I'm pretty new to the Intel intrinsics, so is there any intrinsic for doing ops between lanes of a SIMD register?

Mārtiņš Možeiko
2583 posts / 2 projects
How to add the high 64-bit integer to the low 64-bit integer of a __m128 register?

Shuffle top 64-bits down to low 64-bit, then add to original register.

251 posts
How to add the high 64-bit integer to the low 64-bit integer of a __m128 register?
Replying to mmozeiko (#29657)

So does the shuffle happen on another register, or the same register? What instruction can do that?

Mārtiņš Možeiko
2583 posts / 2 projects
How to add the high 64-bit integer to the low 64-bit integer of a __m128 register?
Edited by Mārtiņš Možeiko on

_mm_shuffle_epi32 intrinsic, pshufd instruction.

If you use intrinsics, then you don't worry about which exactly registers will be used for calculations - compiler will allocate them for you.

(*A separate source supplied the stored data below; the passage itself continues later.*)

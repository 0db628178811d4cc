// Copyright (c) 2025, Tom Ouellette
// Licensed under the BSD 3-Clause License

use std::path::{Path, PathBuf};

use clap::Args;

use sheath_core::constant;
use sheath_core::engine::{CommandSegmenter, MaskSuffixes, SegmentationSettings};
use sheath_core::error::SheathError;
use sheath_core::io;
use sheath_core::layer::Session;
use sheath_core::plugin;
use sheath_core::ut;

use super::{collect_images, configure_threads, fail, finish_batch, run_batch};

const COMMAND: &str = "segment";

#[derive(Debug, Args)]
#[command(about = "Segment axons and myelin with an external model.")]
pub struct SegmentArgs {
    #[arg(short = 'i', long, help = "Image or image directory.", required = true)]
    pub input: Option<String>,

    #[arg(short = 'm', long, help = "Model name (with --models) or model path.", required = true)]
    pub model: Option<String>,

    #[arg(long, help = "Directory holding one sub-directory per model.")]
    pub models: Option<String>,

    #[arg(short = 's', long, help = "Segmentation settings file (.json).")]
    pub settings: Option<String>,

    #[arg(long, help = "Pixel size in micrometers, written next to each image.")]
    pub pixel_size: Option<f64>,

    #[arg(long, help = "Overlap in pixels between patches.")]
    pub overlap: Option<u32>,

    #[arg(short = 'z', long, help = "Zoom factor applied before inference.")]
    pub zoom_factor: Option<f64>,

    #[arg(long, help = "GPU index.")]
    pub gpu_id: Option<i32>,

    #[arg(long, help = "Segment whole images instead of patches.")]
    pub no_patch: bool,

    #[arg(long, help = "Fill axon interiors enclosed by myelin after segmenting.")]
    pub fill: bool,

    #[arg(long, help = "Segmentation program.", default_value = constant::SEGMENTATION_PROGRAM)]
    pub program: String,

    #[arg(
        long = "program-arg",
        help = "Argument placed before the generated ones (repeatable).",
        allow_hyphen_values = true
    )]
    pub program_args: Vec<String>,

    #[arg(long, help = "Substring specifying images (e.g. _sem).")]
    pub image_substring: Option<String>,

    #[arg(long, help = "Write a JSON report of the run.")]
    pub report: Option<String>,

    #[arg(short = 'v', long, help = "Verbose output.")]
    pub verbose: bool,

    #[arg(short = 't', long, help = "Number of threads.")]
    pub threads: Option<usize>,
}

impl SegmentArgs {
    /// Settings from file, then command line overrides
    fn settings(&self) -> Result<SegmentationSettings, SheathError> {
        let mut settings = match &self.settings {
            Some(path) => SegmentationSettings::from_json(path)?,
            None => SegmentationSettings::default(),
        };

        if let Some(overlap) = self.overlap {
            settings.overlap = overlap;
        }

        if let Some(zoom_factor) = self.zoom_factor {
            settings.zoom_factor = zoom_factor;
        }

        if let Some(gpu_id) = self.gpu_id {
            settings.gpu_id = gpu_id;
        }

        settings.no_patch |= self.no_patch;
        settings.validate()?;

        Ok(settings)
    }

    fn model_path(&self) -> Result<PathBuf, SheathError> {
        let model = self.model.to_owned().unwrap_or_default();

        match &self.models {
            Some(models) => ut::path::resolve_model(models, &model),
            None => {
                let path = PathBuf::from(&model);
                if !path.exists() {
                    return Err(SheathError::NoFileError(format!("Model {}", path.display())));
                }
                Ok(path)
            }
        }
    }
}

pub fn segment(args: &SegmentArgs) {
    configure_threads(COMMAND, args.threads);

    let settings = args.settings().unwrap_or_else(|err| fail(COMMAND, err));
    let model_path = args.model_path().unwrap_or_else(|err| fail(COMMAND, err));
    let suffixes = MaskSuffixes::default();

    let input = PathBuf::from(args.input.to_owned().unwrap_or_default());

    let images = collect_images(&input, &suffixes, args.image_substring.to_owned())
        .unwrap_or_else(|err| fail(COMMAND, err));

    if images.is_empty() {
        fail(
            COMMAND,
            "No images were detected. Please check your path and/or substring identifier.",
        );
    }

    if let Some(pixel_size) = args.pixel_size {
        for image in images.iter() {
            io::write_pixel_size(image, pixel_size).unwrap_or_else(|err| fail(COMMAND, err));
        }
    }

    let engine = CommandSegmenter::new(&args.program).with_args(args.program_args.iter());

    let report = run_batch(COMMAND, &images, "Segmenting", args.verbose, |image| {
        segment_image(image, &engine, &model_path, &settings, &suffixes, args.fill)
    });

    finish_batch(COMMAND, &report, args.report.as_ref());
}

/// Segment one image and optionally fill and save its axons
fn segment_image(
    image: &Path,
    engine: &CommandSegmenter,
    model_path: &Path,
    settings: &SegmentationSettings,
    suffixes: &MaskSuffixes,
    fill: bool,
) -> Result<(), SheathError> {
    let mut session = Session::new();
    plugin::load_image(&mut session, image)?;
    plugin::apply_model(&mut session, engine, model_path, settings, suffixes)?;

    if fill && plugin::fill_axons(&mut session)? > 0 {
        let directory = image.parent().unwrap_or_else(|| Path::new(""));
        plugin::save_segmentation(&session, directory, suffixes)?;
    }

    Ok(())
}
// Copyright (c) 2025, Tom Ouellette
// Licensed under the BSD 3-Clause License

use std::path::PathBuf;

use clap::Args;

use sheath_core::io;

use super::fail;

const COMMAND: &str = "pixel-size";

#[derive(Debug, Args)]
#[command(about = "Read or write the pixel size stored next to an image.")]
pub struct PixelSizeArgs {
    #[arg(short = 'i', long, help = "Image path.", required = true)]
    pub input: Option<String>,

    #[arg(long, help = "Pixel size in micrometers to write.")]
    pub set: Option<f64>,
}

pub fn pixel_size(args: &PixelSizeArgs) {
    let image = PathBuf::from(args.input.to_owned().unwrap_or_default());

    if let Some(value) = args.set {
        io::write_pixel_size(&image, value).unwrap_or_else(|err| fail(COMMAND, err));
    }

    let value = io::read_pixel_size(&image).unwrap_or_else(|err| fail(COMMAND, err));
    println!("{}", value);
}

See example code here: https://godbolt.org/z/T4YrMbGKf

251 posts
How to add the high 64-bit integer to the low 64-bit integer of a __m128 register?
Replying to mmozeiko (#29659)

What is the _MM_SHUFFLE doing? The intel intrinsic guide says it is the control bit, but what does (3,2,3,2) mean?

When I asked about register usage, I meant is there any way to only use the original register without any additional ones (presumably with only a single instruction, something like: _mm_merge_epi64(myRegister))? In this case, you still need an additional shuffle and store that in another register first.

Mārtiņš Možeiko
2583 posts / 2 projects
How to add the high 64-bit integer to the low 64-bit integer of a __m128 register?
Edited by Mārtiņš Možeiko on
Replying to longtran2904 (#29660)

_MM_SHUFFLE(a,b,c,d) is macro that gets 4 arguments, each 2 bit value, and calculates (a<<6)|(b<<4)|(c<<2)|d.

What these bits mean you can read in Intel intrinsic guide for instruction you are using it in. For _mm_shuffle_epi32 it will calculate following:

dst[0] = src[d]
dst[1] = src[c]
dst[2] = src[b]
dst[3] = src[a]

Where src/dst are input/output 128-bit registers. And I use array syntax to access 32-bit lanes. In your case if you want top 64-bit (src[2] and src[3]) to be moved to low 64-bit (dst[0] and dst[1]). Thus d=2 and c=3. But a and b values don't matter, can be anything - 0, 1, 2 or 3.

There is no way to add top 64-bit to low 64-bit of __m128i with single instruction.